Along the same line is a letter (via e-mail) from Jan Speelman of Aylesford who believes coyotes are responsible for the scarcity of game.

“For an answer on the pheasant disappearance, I have five acres of grassy swamp where pheasants sleep at night; you hear them going in and coming out. Lately they aren’t there anymore.

“I used to feed 20 to 30 pheasants on the manure pile each winter but they aren’t there anymore either. They are slowly being killed by coyotes who roam the swamp all night. It won’t be long before they kill all the rabbits too.

“Now the pheasants you see less and less. There is no place for pheasants to be safe; that’s why they are wilder and hide in the hedges. Also, there are more skunks that eat (pheasant) eggs in the spring. Wild creatures have taken over!”

My thanks to Mr. Morse and Mr. Speelman for their letters. Readers who have comments can reach me via e-mail at edwingcoleman@gmail.com.

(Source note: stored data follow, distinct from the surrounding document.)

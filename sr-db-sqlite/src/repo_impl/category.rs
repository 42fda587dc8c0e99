use super::*;

impl<'a> CategoryRepo for DbReadOnly<'a> {
    fn create_category(&self, _category: &Category) -> Result<()> {
        unreachable!();
    }

    fn get_category_by_slug(&self, slug: &str) -> Result<Category> {
        get_category_by_slug(&mut self.conn.borrow_mut(), slug)
    }
    fn all_categories(&self) -> Result<Vec<Category>> {
        all_categories(&mut self.conn.borrow_mut())
    }
    fn count_categories(&self) -> Result<usize> {
        count_categories(&mut self.conn.borrow_mut())
    }
}

impl<'a> CategoryRepo for DbReadWrite<'a> {
    fn create_category(&self, category: &Category) -> Result<()> {
        create_category(&mut self.conn.borrow_mut(), category)
    }

    fn get_category_by_slug(&self, slug: &str) -> Result<Category> {
        get_category_by_slug(&mut self.conn.borrow_mut(), slug)
    }
    fn all_categories(&self) -> Result<Vec<Category>> {
        all_categories(&mut self.conn.borrow_mut())
    }
    fn count_categories(&self) -> Result<usize> {
        count_categories(&mut self.conn.borrow_mut())
    }
}

fn create_category(conn: &mut SqliteConnection, c: &Category) -> Result<()> {
    let new_category = models::NewCategory {
        id: c.id.as_ref(),
        name: &c.name,
        slug: &c.slug,
        image_url: c.image_url.as_deref(),
    };
    let _count = diesel::insert_into(schema::category::table)
        .values(&new_category)
        .execute(conn)
        .map_err(from_diesel_err)?;
    debug_assert_eq!(1, _count);
    Ok(())
}

fn get_category_by_slug(conn: &mut SqliteConnection, slug: &str) -> Result<Category> {
    use schema::category::dsl;
    Ok(schema::category::table
        .filter(dsl::slug.eq(slug))
        .first::<models::CategoryEntity>(conn)
        .map_err(from_diesel_err)?
        .into())
}

fn all_categories(conn: &mut SqliteConnection) -> Result<Vec<Category>> {
    use schema::category::dsl;
    Ok(schema::category::table
        .order_by(dsl::rowid.asc())
        .load::<models::CategoryEntity>(conn)
        .map_err(from_diesel_err)?
        .into_iter()
        .map(Into::into)
        .collect())
}

fn count_categories(conn: &mut SqliteConnection) -> Result<usize> {
    use diesel::dsl::count_star;
    Ok(schema::category::table
        .select(count_star())
        .first::<i64>(conn)
        .map_err(from_diesel_err)? as usize)
}
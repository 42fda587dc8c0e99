use maud::{html, Markup};
use rocket::request::FlashMessage;

use super::page::*;
use sr_core::{entities::*, usecases::StreamerPage};

pub fn streamer(
    account: Option<&str>,
    flash: Option<FlashMessage>,
    p: &StreamerPage,
) -> Markup {
    page(
        &format!("{} | Stream Rater", p.streamer.name),
        account,
        flash,
        streamer_detail(account, p),
    )
}

fn streamer_detail(account: Option<&str>, p: &StreamerPage) -> Markup {
    let StreamerPage {
        streamer,
        avg_rating,
        comment_count,
        comments,
    } = p;
    html! {
        main {
            h1 { (streamer.name) }
            @if let Some(ref url) = streamer.image_url {
                img class="streamer-image" src=(url) alt=(streamer.name);
            }
            p class="rating-summary" {
                span class="avg-rating" { (format!("{:.2}", f64::from(*avg_rating))) }
                " stars from "
                (comment_count) " comments, "
                (streamer.views) " views"
            }
            @if account.is_some() {
                a class="btn" href=(format!("/streamer/{}/comment", streamer.name)) {
                    "Add a comment"
                }
            } @else {
                p { a href="/login" { "Log in" } " to add a comment." }
            }
            h3 { "Comments" }
            ul class="comment-list" {
                @for (c, sub_comments) in comments {
                    li {
                        (comment(account, &streamer.name, c, sub_comments))
                    }
                }
            }
        }
    }
}

fn comment(
    account: Option<&str>,
    streamer_name: &str,
    c: &Comment,
    sub_comments: &[SubComment],
) -> Markup {
    html! {
        h5 {
            (c.user_name)
            " "
            span class="stars" { (format!("({}/5)", i8::from(c.rating))) }
            " "
            span class="date" { (c.created_at.to_string()) }
        }
        p { (c.text) }
        ul class="reply-list" {
            @for sc in sub_comments {
                li {
                    h6 {
                        (sc.user_name)
                        " "
                        span class="date" { (sc.created_at.to_string()) }
                    }
                    p { (sc.text) }
                }
            }
        }
        @if account.is_some() {
            a href=(format!("/comments/{}/reply?streamer={streamer_name}", c.id)) {
                "Reply"
            }
        }
    }
}

pub fn comment_form(account: &str, flash: Option<FlashMessage>, streamer_name: &str) -> Markup {
    page(
        &format!("Comment on {streamer_name} | Stream Rater"),
        Some(account),
        flash,
        html! {
            main {
                h3 { (format!("Comment on {streamer_name}")) }
                form class="comment" action=(format!("/streamer/{streamer_name}/comment")) method="POST" {
                    fieldset {
                        label {
                            "Rating:"
                            br;
                            select name="rating" required? {
                                option value="5" { "5 - excellent" }
                                option value="4" { "4 - good" }
                                option value="3" { "3 - okay" }
                                option value="2" { "2 - poor" }
                                option value="1" { "1 - awful" }
                            }
                        }
                        br;
                        label {
                            "Comment:"
                            br;
                            textarea name="text" rows="5" cols="50" {}
                        }
                        br;
                        input type="submit" value="submit";
                    }
                }
            }
        },
    )
}

pub fn reply_form(
    account: &str,
    flash: Option<FlashMessage>,
    parent: &Comment,
    streamer_name: &str,
) -> Markup {
    page(
        "Reply | Stream Rater",
        Some(account),
        flash,
        html! {
            main {
                h3 { (format!("Reply to {}", parent.user_name)) }
                blockquote { (parent.text) }
                form class="reply" action=(format!("/comments/{}/reply", parent.id)) method="POST" {
                    fieldset {
                        label {
                            "Reply:"
                            br;
                            textarea name="text" rows="5" cols="50" {}
                        }
                        input type="hidden" name="streamer" value=(streamer_name);
                        br;
                        input type="submit" value="submit";
                    }
                }
            }
        },
    )
}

HISTORY OFA PHEASANT HUNTING RESOLUTION (January 9/12)

At meetings of the local wildlife association and in this column, I’ve mentioned various times I’d like to see one pheasant season for the entire province. As it stands now, the pheasant season opens October 1 outside the Annapolis Valley and on November 1 in the Valley.

The later Valley season originally was set to keep hunters out of farm fields and orchards during the prime harvesting period. There’s no argument here that this was a good idea. A few hunters were giving everyone a bad name by ignoring the right of landowners to control who hunts on their land and when they can hunt.

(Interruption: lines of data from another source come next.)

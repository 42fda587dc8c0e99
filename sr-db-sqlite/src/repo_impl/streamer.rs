use super::*;

impl<'a> StreamerRepo for DbReadOnly<'a> {
    fn create_streamer(&self, _streamer: &Streamer) -> Result<()> {
        unreachable!();
    }

    fn get_streamer_by_name(&self, name: &str) -> Result<Streamer> {
        get_streamer_by_name(&mut self.conn.borrow_mut(), name)
    }
    fn streamers_of_category(&self, category_id: &str) -> Result<Vec<Streamer>> {
        streamers_of_category(&mut self.conn.borrow_mut(), category_id)
    }
}

impl<'a> StreamerRepo for DbReadWrite<'a> {
    fn create_streamer(&self, streamer: &Streamer) -> Result<()> {
        create_streamer(&mut self.conn.borrow_mut(), streamer)
    }

    fn get_streamer_by_name(&self, name: &str) -> Result<Streamer> {
        get_streamer_by_name(&mut self.conn.borrow_mut(), name)
    }
    fn streamers_of_category(&self, category_id: &str) -> Result<Vec<Streamer>> {
        streamers_of_category(&mut self.conn.borrow_mut(), category_id)
    }
}

fn create_streamer(conn: &mut SqliteConnection, s: &Streamer) -> Result<()> {
    let parent_rowid = resolve_category_rowid(conn, s.category_id.as_ref())?;
    let new_streamer = models::NewStreamer {
        parent_rowid,
        id: s.id.as_ref(),
        name: &s.name,
        image_url: s.image_url.as_deref(),
        views: s.views as i64,
    };
    let _count = diesel::insert_into(schema::streamer::table)
        .values(&new_streamer)
        .execute(conn)
        .map_err(from_diesel_err)?;
    debug_assert_eq!(1, _count);
    Ok(())
}

fn get_streamer_by_name(conn: &mut SqliteConnection, name: &str) -> Result<Streamer> {
    use schema::{category::dsl as category_dsl, streamer::dsl as streamer_dsl};
    Ok(schema::streamer::table
        .inner_join(schema::category::table)
        .select((
            streamer_dsl::rowid,
            streamer_dsl::id,
            streamer_dsl::name,
            streamer_dsl::image_url,
            streamer_dsl::views,
            category_dsl::id,
        ))
        .filter(streamer_dsl::name.eq(name))
        .first::<models::JoinedStreamer>(conn)
        .map_err(from_diesel_err)?
        .into())
}

fn streamers_of_category(conn: &mut SqliteConnection, category_id: &str) -> Result<Vec<Streamer>> {
    use schema::{category::dsl as category_dsl, streamer::dsl as streamer_dsl};
    Ok(schema::streamer::table
        .inner_join(schema::category::table)
        .select((
            streamer_dsl::rowid,
            streamer_dsl::id,
            streamer_dsl::name,
            streamer_dsl::image_url,
            streamer_dsl::views,
            category_dsl::id,
        ))
        .filter(category_dsl::id.eq(category_id))
        .order_by(streamer_dsl::rowid.asc())
        .load::<models::JoinedStreamer>(conn)
        .map_err(from_diesel_err)?
        .into_iter()
        .map(Into::into)
        .collect())
}
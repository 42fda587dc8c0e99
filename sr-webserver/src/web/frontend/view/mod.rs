use maud::{html, Markup};

use sr_core::{entities::*, gateways::search::SearchHit};

mod category;
mod login;
mod page;
mod profile;
mod register;
mod streamer;

pub use category::*;
pub use login::*;
use page::*;
pub use profile::*;
pub use register::*;
pub use streamer::*;

pub fn index(account: Option<&str>, categories: &[Category]) -> Markup {
    page(
        "Stream Rater",
        account,
        None,
        html! {
            main {
                h1 { "Stream Rater" }
                p { "Pick a category and rate your favorite streamers." }
                ul class="category-list" {
                    @for c in categories {
                        li {
                            a href=(format!("/category/{}", c.slug)) { (c.name) }
                        }
                    }
                }
            }
        },
    )
}

pub fn about(account: Option<&str>) -> Markup {
    page(
        "About | Stream Rater",
        account,
        None,
        html! {
            main {
                h1 { "About" }
                p {
                    "Stream Rater collects star ratings and comments for
                     streamers, grouped by category. Anyone can browse,
                     registered users can rate and discuss."
                }
            }
        },
    )
}

pub fn search_results(
    account: Option<&str>,
    category: &Category,
    search_term: &str,
    hits: &[SearchHit],
) -> Markup {
    page(
        &format!("{} | Stream Rater", category.name),
        account,
        None,
        html! {
            main {
                h1 { (category.name) }
                (category_search_form(&category.slug, Some(search_term)))
                div class="results" {
                    @if hits.is_empty() {
                        p {
                            "We could not find anything related to "
                            em { (format!("'{search_term}'")) }
                        }
                    } @else {
                        ul class="result-list" {
                            @for hit in hits {
                                li {
                                    h3 { a href=(hit.url) { (hit.title) } }
                                    p { (hit.summary) }
                                }
                            }
                        }
                    }
                }
            }
        },
    )
}
use std::{borrow::Borrow, fmt, str::FromStr};

use uuid::Uuid;

/// Portable public identifier with a string representation.
#[derive(Default, Debug, Clone, Eq, PartialEq, Ord, PartialOrd)]
pub struct Id(String);

impl Id {
    pub fn new() -> Self {
        Uuid::new_v4().into()
    }

    pub fn is_valid(&self) -> bool {
        !self.0.is_empty()
    }

    pub fn as_str(&self) -> &str {
        self.0.as_str()
    }
}

impl AsRef<str> for Id {
    fn as_ref(&self) -> &str {
        self.0.as_str()
    }
}

impl From<String> for Id {
    fn from(from: String) -> Self {
        Self(from)
    }
}

impl From<&str> for Id {
    fn from(from: &str) -> Self {
        from.to_owned().into()
    }
}

impl From<Uuid> for Id {
    fn from(from: Uuid) -> Self {
        from.as_simple().to_string().into()
    }
}

impl From<Id> for String {
    fn from(from: Id) -> Self {
        from.0
    }
}

impl FromStr for Id {
    type Err = ();
    fn from_str(s: &str) -> Result<Id, Self::Err> {
        Ok(s.into())
    }
}

impl Borrow<str> for Id {
    fn borrow(&self) -> &str {
        self.as_ref()
    }
}

impl fmt::Display for Id {
    fn fmt(&self, f: &mut fmt::Formatter) -> Result<(), fmt::Error> {
        f.write_str(self.as_ref())
    }
}
/// A single star rating as submitted with a comment.
///
/// Valid values are the integers from 1 ("awful") to 5 ("excellent").
#[derive(Debug, Default, Clone, Copy, Eq, PartialEq, PartialOrd, Ord)]
pub struct RatingValue(i8);

impl RatingValue {
    pub fn new<I: Into<i8>>(val: I) -> Self {
        let new = Self(val.into());
        debug_assert!(new.is_valid());
        new
    }

    pub const fn min() -> Self {
        Self(1)
    }

    pub const fn max() -> Self {
        Self(5)
    }

    pub fn is_valid(self) -> bool {
        self >= Self::min() && self <= Self::max()
    }
}

impl From<i8> for RatingValue {
    fn from(from: i8) -> Self {
        Self(from)
    }
}

impl From<RatingValue> for i8 {
    fn from(from: RatingValue) -> Self {
        from.0
    }
}

impl From<RatingValue> for f64 {
    fn from(from: RatingValue) -> Self {
        f64::from(from.0)
    }
}

/// The average of all ratings of a streamer, rounded to two decimal places.
///
/// A streamer without any rated comments has the average 0.0.
#[derive(Debug, Default, Clone, Copy, PartialEq, PartialOrd)]
pub struct AvgRatingValue(f64);

impl From<f64> for AvgRatingValue {
    fn from(from: f64) -> Self {
        Self(from)
    }
}

impl From<AvgRatingValue> for f64 {
    fn from(from: AvgRatingValue) -> Self {
        from.0
    }
}

#[derive(Debug, Default, Clone)]
pub struct AvgRatingValueBuilder {
    acc: i64,
    cnt: usize,
}

impl AvgRatingValueBuilder {
    fn add(&mut self, val: RatingValue) {
        debug_assert!(val.is_valid());
        self.acc += i64::from(val.0);
        self.cnt += 1;
    }

    pub fn count(&self) -> usize {
        self.cnt
    }

    /// Ties are rounded half away from zero, i.e. 3.125 becomes 3.13.
    pub fn build(self) -> AvgRatingValue {
        if self.cnt > 0 {
            let avg = self.acc as f64 / self.cnt as f64;
            AvgRatingValue::from((avg * 100.0).round() / 100.0)
        } else {
            Default::default()
        }
    }
}

impl std::ops::AddAssign<RatingValue> for AvgRatingValueBuilder {
    fn add_assign(&mut self, rhs: RatingValue) {
        self.add(rhs);
    }
}

#[cfg(test)]
mod tests {
    use super::*;

    #[test]
    fn value_bounds() {
        assert!(!RatingValue::from(0).is_valid());
        assert!(RatingValue::from(1).is_valid());
        assert!(RatingValue::from(5).is_valid());
        assert!(!RatingValue::from(6).is_valid());
    }

    #[test]
    fn empty_average_is_zero() {
        assert_eq!(AvgRatingValueBuilder::default().build(), 0.0.into());
    }

    #[test]
    fn average_is_rounded_to_two_decimal_places() {
        let mut builder = AvgRatingValueBuilder::default();
        builder += RatingValue::from(1);
        builder += RatingValue::from(1);
        builder += RatingValue::from(2);
        // 4/3 = 1.333...
        assert_eq!(builder.build(), 1.33.into());

        let mut builder = AvgRatingValueBuilder::default();
        builder += RatingValue::from(2);
        builder += RatingValue::from(3);
        builder += RatingValue::from(5);
        builder += RatingValue::from(5);
        builder += RatingValue::from(5);
        builder += RatingValue::from(5);
        builder += RatingValue::from(5);
        builder += RatingValue::from(2);
        // 32/8 = 4.0
        assert_eq!(builder.build(), 4.0.into());
    }

    #[test]
    fn half_is_rounded_up() {
        // 27/8 = 3.375 -> 3.38
        let mut builder = AvgRatingValueBuilder::default();
        for val in [1, 2, 3, 4, 5, 4, 4, 4] {
            builder += RatingValue::from(val);
        }
        assert_eq!(builder.build(), 3.38.into());
    }
}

Let’s fast forward. Eventually hunting regulations were changed to require permission to hunt on cultivated land. This should have been good enough to keep hunters out of orchards and farm fields during the harvesting period. With this change I figured a shorter Valley season shouldn’t have been necessary.

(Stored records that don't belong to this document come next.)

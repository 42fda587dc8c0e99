use super::prelude::*;

pub struct Credentials<'a> {
    pub name: &'a str,
    pub password: &'a str,
}

pub fn login_with_name<R>(repo: &R, login: &Credentials) -> Result<User>
where
    R: UserRepo,
{
    repo.try_get_user_by_name(login.name)
        .map_err(Error::Repo)
        .and_then(|user| {
            if let Some(u) = user {
                if u.password.verify(login.password) {
                    Ok(u)
                } else {
                    Err(Error::Credentials)
                }
            } else {
                Err(Error::Credentials)
            }
        })
}
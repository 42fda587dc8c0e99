use super::prelude::*;

/// The view-ready bundle of rating and threaded discussion for one
/// streamer.
#[derive(Debug, Clone, PartialEq)]
pub struct StreamerPage {
    pub streamer: Streamer,
    pub avg_rating: AvgRatingValue,
    pub comment_count: usize,
    // Comments in creation order, each zipped with its sub-comments
    // in creation order.
    pub comments: Vec<(Comment, Vec<SubComment>)>,
}

/// Assemble the page for the streamer with the given name.
///
/// This is a pure read: nothing is written and repeated calls without
/// intervening writes yield identical results.
pub fn load_streamer_page<R>(repo: &R, streamer_name: &str) -> Result<StreamerPage>
where
    R: StreamerRepo + CommentRepository + SubCommentRepository,
{
    let streamer = repo.get_streamer_by_name(streamer_name)?;
    let comments = repo.load_comments_of_streamer(streamer.id.as_ref())?;
    let avg_rating = streamer.avg_rating(&comments);
    let comment_count = comments.len();
    let comments = repo.zip_comments_with_sub_comments(comments)?;
    Ok(StreamerPage {
        streamer,
        avg_rating,
        comment_count,
        comments,
    })
}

More than a few members of the Kings County Wildlife Association apparently agreed with me. About a year ago the vice-president of the Association introduced a resolution that in effect, requested a pheasant hunting season from October 1 to December 15 throughout the province. This resolution was passed by the membership and was taken to the annual general meeting of the Federation of Anglers and Hunters last March. The resolution was approved there and then was placed with the appropriate government department for consideration.

It is highly unlikely the government will agree to have a province-wide pheasant season opening on October 1. However, while the government was considering the resolution – it still is at this time – the Kings County Wildlife Association had second thoughts. Apparently worried about their image as a conservation group, some of the senior members of the Association decided that passing the resolution wasn’t a good idea. Opening the pheasant season on October 1, ran the reasoning, would cause too many hunter/farmer conflicts at harvesting time, despite regulations requiring permission to hunt on cultivated land.

Even though I’d like to see the same season province-wide for pheasant hunting, I agree with this. Maintaining good farmer/hunter relations is important. We’ve reached a reasonable balance in the Valley and to use a cliché, upsetting the applecart now wouldn’t be a good idea.

Meanwhile, the pheasant resolution sits somewhere on a government desk and the Association ponders what action, if any, it can take to make sure it dies there. I believe it will die there anyway and there’s no need to panic. There’s no sensible reason for opening the pheasant season an additional month in the Valley counties, even though some hunters would like to see it happen. From a conservation point of view, given the current status of the pheasant population, it might make better sense to look at a shorter season in the Valley and elsewhere in the province.

That decision, of course, is up to the Department of Natural Resources wildlife biologists.